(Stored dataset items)
►
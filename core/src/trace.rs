//! Evaluation trace types for debugging match decisions.
//!
//! [`PathMatcher::matches_with_trace`](crate::PathMatcher::matches_with_trace)
//! runs the same scan as `matches()` and records one [`MatchStep`] per entry it
//! examined, so you can see why a less specific entry won or why a template
//! was passed over.
//!
//! # Example
//!
//! ```
//! use pathmatch::PathTable;
//!
//! let table = PathTable::new()
//!     .with("/users/*", "any-user")
//!     .with("/users/{id}/profile", "profile");
//!
//! let matcher = table.matcher();
//! let trace = matcher.matches_with_trace("/users/42/profile");
//! assert_eq!(trace.result.as_deref().map(|e| *e.action()), Some("profile"));
//! for step in &trace.steps {
//!     println!("[{}] {:?} -> {:?}", step.index, step.pattern, step.outcome);
//! }
//! ```

use std::borrow::Cow;
use std::fmt;

/// How a single entry fared against the target.
#[derive(Debug, Clone, PartialEq, Eq)]
pub enum StepOutcome {
    /// The entry has no pattern.
    Skipped,
    /// Neither the classifier nor the binder accepted the pattern.
    NoMatch,
    /// The classifier accepted the pattern as a literal or wildcard match.
    Classified,
    /// The template bound and was confirmed; it became the most specific
    /// template so far.
    TemplateBound {
        /// The reconstructed path.
        uri: String,
        /// The template's segment count.
        segments: usize,
    },
    /// The template bound, but an earlier template had at least as many segments.
    TemplateOutranked {
        /// The template's segment count.
        segments: usize,
        /// The segment count it had to beat.
        best: usize,
    },
}

/// Which result slot an entry was recorded in.
#[derive(Debug, Clone, Copy, PartialEq, Eq)]
pub enum Bucket {
    /// Returned immediately: exact match with no template recorded yet.
    ShortCircuit,
    /// Matched the target exactly after a template had been recorded.
    Template,
    /// Trailing-wildcard candidate.
    TrailingWildcard,
    /// Suffix-wildcard candidate.
    SuffixWildcard,
}

/// One entry's evaluation in a trace.
#[derive(Debug, Clone, PartialEq, Eq)]
pub struct MatchStep {
    /// Position in the provider's entry slice (0-based).
    pub index: usize,
    /// The entry's pattern, if it has one.
    pub pattern: Option<String>,
    /// What the classifier and binder decided.
    pub outcome: StepOutcome,
    /// Every slot this entry was written to, in order.
    pub buckets: Vec<Bucket>,
}

/// Trace of a full [`PathMatcher`](crate::PathMatcher) call.
///
/// # INV: `result` == `matches()` result
///
/// The `result` field always equals what
/// [`PathMatcher::matches`](crate::PathMatcher::matches) returns for the same
/// target and provider.
pub struct MatchTrace<'a, E: Clone> {
    /// The final result (identical to what `matches()` returns).
    pub result: Option<Cow<'a, E>>,
    /// One step per entry examined, in provider order. Stops early on a
    /// short circuit.
    pub steps: Vec<MatchStep>,
    /// Whether an exact match ended the scan early.
    pub short_circuited: bool,
}

impl<E: Clone + fmt::Debug> fmt::Debug for MatchTrace<'_, E> {
    fn fmt(&self, f: &mut fmt::Formatter<'_>) -> fmt::Result {
        f.debug_struct("MatchTrace")
            .field("result", &self.result)
            .field("steps", &self.steps)
            .field("short_circuited", &self.short_circuited)
            .finish()
    }
}

impl fmt::Display for MatchStep {
    fn fmt(&self, f: &mut fmt::Formatter<'_>) -> fmt::Result {
        write!(f, "[{}] ", self.index)?;
        match &self.pattern {
            Some(p) => write!(f, "{p:?}")?,
            None => f.write_str("(no pattern)")?,
        }
        match &self.outcome {
            StepOutcome::Skipped => f.write_str(" skipped")?,
            StepOutcome::NoMatch => f.write_str(" no match")?,
            StepOutcome::Classified => f.write_str(" classified")?,
            StepOutcome::TemplateBound { uri, segments } => {
                write!(f, " bound {uri:?} ({segments} segments)")?;
            }
            StepOutcome::TemplateOutranked { segments, best } => {
                write!(f, " outranked ({segments} segments, best {best})")?;
            }
        }
        if !self.buckets.is_empty() {
            write!(f, " -> {:?}", self.buckets)?;
        }
        Ok(())
    }
}
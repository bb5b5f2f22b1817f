//! `PathProvider` — the capability the engine is parameterized over
//!
//! The engine owns no entries. A provider hands it an ordered slice of
//! entries, extracts each entry's pattern, and may substitute a specialized
//! entry once a template is confirmed to match.

use std::borrow::Cow;
use std::sync::Arc;

/// Supplies candidate entries and their patterns to a
/// [`PathMatcher`](crate::PathMatcher).
///
/// # Ordering
///
/// Iteration order is part of the contract. It decides which entry wins the
/// exact-match short circuit (first) and which suffix wildcard wins a tie
/// (last). Implementations must return the same order on every call.
///
/// # Thread Safety
///
/// The engine reads [`entries`](Self::entries) once per call and never
/// mutates it. Share a provider across threads behind an `Arc` snapshot.
///
/// # Example
///
/// ```
/// use pathmatch::{PathMatcher, PathProvider};
///
/// #[derive(Debug, Clone)]
/// struct Route { uri: Option<String>, name: &'static str }
///
/// struct Routes(Vec<Route>);
///
/// impl PathProvider for Routes {
///     type Entry = Route;
///
///     fn entries(&self) -> &[Route] {
///         &self.0
///     }
///
///     fn path<'e>(&self, entry: &'e Route) -> Option<&'e str> {
///         entry.uri.as_deref()
///     }
/// }
///
/// let routes = Routes(vec![
///     Route { uri: Some("/api/*".into()), name: "api" },
///     Route { uri: None, name: "unrouted" },
/// ]);
/// let matcher = PathMatcher::new(routes);
/// assert_eq!(matcher.matches("/api/users").map(|r| r.name), Some("api"));
/// ```
#[diagnostic::on_unimplemented(
    message = "`{Self}` does not implement `PathProvider`",
    label = "this type cannot supply path entries",
    note = "implement `entries` and `path`; `resolve` defaults to returning the entry unchanged"
)]
pub trait PathProvider {
    /// The entry type. The engine hands entries back as `Cow<'_, Entry>`,
    /// so replacements from [`resolve`](Self::resolve) must be owned values.
    type Entry: Clone;

    /// All candidate entries, in their significant order.
    fn entries(&self) -> &[Self::Entry];

    /// The pattern of an entry. `None` makes the engine skip it.
    fn path<'e>(&self, entry: &'e Self::Entry) -> Option<&'e str>;

    /// Called once a template pattern is confirmed to match `target`.
    ///
    /// Return `Cow::Owned` to substitute a specialized entry (for example one
    /// carrying the bound parameter values) for the rest of the call.
    /// The default returns the entry unchanged.
    fn resolve<'e>(&self, entry: &'e Self::Entry, target: &str) -> Cow<'e, Self::Entry> {
        let _ = target;
        Cow::Borrowed(entry)
    }
}

impl<P: PathProvider + ?Sized> PathProvider for &P {
    type Entry = P::Entry;

    fn entries(&self) -> &[Self::Entry] {
        (**self).entries()
    }

    fn path<'e>(&self, entry: &'e Self::Entry) -> Option<&'e str> {
        (**self).path(entry)
    }

    fn resolve<'e>(&self, entry: &'e Self::Entry, target: &str) -> Cow<'e, Self::Entry> {
        (**self).resolve(entry, target)
    }
}

impl<P: PathProvider + ?Sized> PathProvider for Arc<P> {
    type Entry = P::Entry;

    fn entries(&self) -> &[Self::Entry] {
        (**self).entries()
    }

    fn path<'e>(&self, entry: &'e Self::Entry) -> Option<&'e str> {
        (**self).path(entry)
    }

    fn resolve<'e>(&self, entry: &'e Self::Entry, target: &str) -> Cow<'e, Self::Entry> {
        (**self).resolve(entry, target)
    }
}
//! Conformance test fixture runner
//!
//! Loads YAML fixtures and runs them against the pathmatch engine.
//!
//! ```yaml
//! name: template beats wildcard
//! description: more segments win
//! resolve: true            # optional, attach bindings on template matches
//! paths:
//!   - pattern: /users/*
//!     action: wildcard
//!   - pattern: /users/{id}/profile
//!     action: template
//! cases:
//!   - name: profile
//!     target: /users/42/profile
//!     expect: template
//!     params: { id: "42" }  # optional, requires resolve
//! ```

use crate::{TestEntry, TestPaths};
use pathmatch::{PathEntryConfig, PathTable, PathTableConfig};
use serde::Deserialize;
use std::collections::BTreeMap;

/// A complete test fixture
#[derive(Debug, Deserialize)]
pub struct Fixture {
    pub name: String,
    #[serde(default)]
    pub description: String,
    #[serde(default)]
    pub resolve: bool,
    pub paths: Vec<PathConfig>,
    pub cases: Vec<TestCase>,
}

/// One entry of the fixture's path list
#[derive(Debug, Clone, Deserialize)]
pub struct PathConfig {
    #[serde(default)]
    pub pattern: Option<String>,
    pub action: String,
}

/// Test case
#[derive(Debug, Deserialize)]
pub struct TestCase {
    pub name: String,
    pub target: String,
    pub expect: Option<String>,
    /// Expected captured parameters (only checked when present).
    #[serde(default)]
    pub params: Option<BTreeMap<String, String>>,
}

// ═══════════════════════════════════════════════════════════════════════════════
// Builder: Convert config to pathmatch types
// ═══════════════════════════════════════════════════════════════════════════════

impl Fixture {
    /// Build the resolving test provider for this fixture
    pub fn build(&self) -> TestPaths {
        self.paths
            .iter()
            .fold(TestPaths::new(), |paths, p| match &p.pattern {
                Some(pattern) => paths.with(pattern, &p.action),
                None => paths.with_unpatterned(&p.action),
            })
            .resolving(self.resolve)
    }

    /// The same entries in the production config format
    pub fn table_config(&self) -> PathTableConfig<String> {
        PathTableConfig {
            paths: self
                .paths
                .iter()
                .map(|p| PathEntryConfig {
                    pattern: p.pattern.clone(),
                    action: p.action.clone(),
                })
                .collect(),
        }
    }

    /// Build a [`PathTable`] through the lenient config conversion
    pub fn build_table(&self) -> PathTable<String> {
        PathTable::from(self.table_config())
    }
}

// ═══════════════════════════════════════════════════════════════════════════════
// Runner
// ═══════════════════════════════════════════════════════════════════════════════

/// Result of running a single test case
#[derive(Debug)]
pub struct CaseResult {
    pub case_name: String,
    pub passed: bool,
    pub expected: Option<String>,
    pub actual: Option<String>,
    pub expected_params: Option<BTreeMap<String, String>>,
    pub actual_params: Option<BTreeMap<String, String>>,
}

fn params_of(entry: &TestEntry) -> Option<BTreeMap<String, String>> {
    entry.binding().map(|b| {
        b.params()
            .iter()
            .map(|p| (p.name.clone(), p.value.clone()))
            .collect()
    })
}

impl Fixture {
    /// Parse a fixture from YAML
    pub fn from_yaml(yaml: &str) -> Result<Self, serde_yaml::Error> {
        serde_yaml::from_str(yaml)
    }

    /// Parse multiple fixtures from a YAML file with `---` separators
    pub fn from_yaml_multi(yaml: &str) -> Result<Vec<Self>, serde_yaml::Error> {
        let mut fixtures = Vec::new();
        for doc in serde_yaml::Deserializer::from_str(yaml) {
            fixtures.push(Self::deserialize(doc)?);
        }
        Ok(fixtures)
    }

    /// Run all test cases and return results
    pub fn run(&self) -> Vec<CaseResult> {
        let paths = self.build();
        let matcher = paths.matcher();
        self.cases
            .iter()
            .map(|case| {
                let hit = matcher.matches(&case.target);
                let actual = hit.as_deref().map(|e| e.action().to_owned());
                let actual_params = hit.as_deref().and_then(params_of);
                let params_ok = case
                    .params
                    .as_ref()
                    .map_or(true, |expected| actual_params.as_ref() == Some(expected));
                CaseResult {
                    case_name: case.name.clone(),
                    passed: actual == case.expect && params_ok,
                    expected: case.expect.clone(),
                    actual,
                    expected_params: case.params.clone(),
                    actual_params,
                }
            })
            .collect()
    }

    /// Run all test cases and panic on first failure
    pub fn run_and_assert(&self) {
        let results = self.run();
        for result in results {
            assert!(
                result.passed,
                "Fixture '{}' case '{}' failed: expected {:?} {:?}, got {:?} {:?}",
                self.name,
                result.case_name,
                result.expected,
                result.expected_params,
                result.actual,
                result.actual_params
            );
        }
    }
}

#[cfg(test)]
mod tests {
    use super::*;

    const YAML: &str = r#"
name: inline
description: smoke test
resolve: true
paths:
  - pattern: /users/*
    action: wildcard
  - pattern: /users/{id}/profile
    action: template
  - action: nothing
cases:
  - name: template wins
    target: /users/42/profile
    expect: template
    params: { id: "42" }
  - name: wildcard fallback
    target: /users/42/settings
    expect: wildcard
  - name: miss
    target: /groups
    expect: ~
"#;

    #[test]
    fn parses_and_passes() {
        let fixture = Fixture::from_yaml(YAML).unwrap();
        assert_eq!(fixture.paths.len(), 3);
        assert!(fixture.run().iter().all(|r| r.passed));
    }

    #[test]
    fn wrong_expectation_fails() {
        let mut fixture = Fixture::from_yaml(YAML).unwrap();
        fixture.cases[1].expect = Some("template".into());
        let results = fixture.run();
        assert!(!results[1].passed);
        assert_eq!(results[1].actual.as_deref(), Some("wildcard"));
    }

    #[test]
    fn wrong_params_fail() {
        let mut fixture = Fixture::from_yaml(YAML).unwrap();
        fixture.cases[0].params = Some(BTreeMap::from([("id".into(), "7".into())]));
        assert!(!fixture.run()[0].passed);
    }

    #[test]
    fn multi_document() {
        let yaml = format!("{YAML}\n---\n{YAML}");
        assert_eq!(Fixture::from_yaml_multi(&yaml).unwrap().len(), 2);
    }

    #[test]
    fn table_config_preserves_order() {
        let fixture = Fixture::from_yaml(YAML).unwrap();
        let table = fixture.build_table();
        let actions: Vec<_> = table.iter().map(|e| e.action().as_str()).collect();
        assert_eq!(actions, vec!["wildcard", "template", "nothing"]);
    }
}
◄
● **Task prompt**
From the records above, reproduce exactly the lines from the one with "or wildcard match." to the one with "always equals what", both included, and no others.

● **Task response**
    /// The classifier accepted the pattern as a literal or wildcard match.
    Classified,
    /// The template bound and was confirmed; it became the most specific
    /// template so far.
    TemplateBound {
        /// The reconstructed path.
        uri: String,
        /// The template's segment count.
        segments: usize,
    },
    /// The template bound, but an earlier template had at least as many segments.
    TemplateOutranked {
        /// The template's segment count.
        segments: usize,
        /// The segment count it had to beat.
        best: usize,
    },
}

/// Which result slot an entry was recorded in.
#[derive(Debug, Clone, Copy, PartialEq, Eq)]
pub enum Bucket {
    /// Returned immediately: exact match with no template recorded yet.
    ShortCircuit,
    /// Matched the target exactly after a template had been recorded.
    Template,
    /// Trailing-wildcard candidate.
    TrailingWildcard,
    /// Suffix-wildcard candidate.
    SuffixWildcard,
}

/// One entry's evaluation in a trace.
#[derive(Debug, Clone, PartialEq, Eq)]
pub struct MatchStep {
    /// Position in the provider's entry slice (0-based).
    pub index: usize,
    /// The entry's pattern, if it has one.
    pub pattern: Option<String>,
    /// What the classifier and binder decided.
    pub outcome: StepOutcome,
    /// Every slot this entry was written to, in order.
    pub buckets: Vec<Bucket>,
}

/// Trace of a full [`PathMatcher`](crate::PathMatcher) call.
///
/// # INV: `result` == `matches()` result
///
/// The `result` field always equals what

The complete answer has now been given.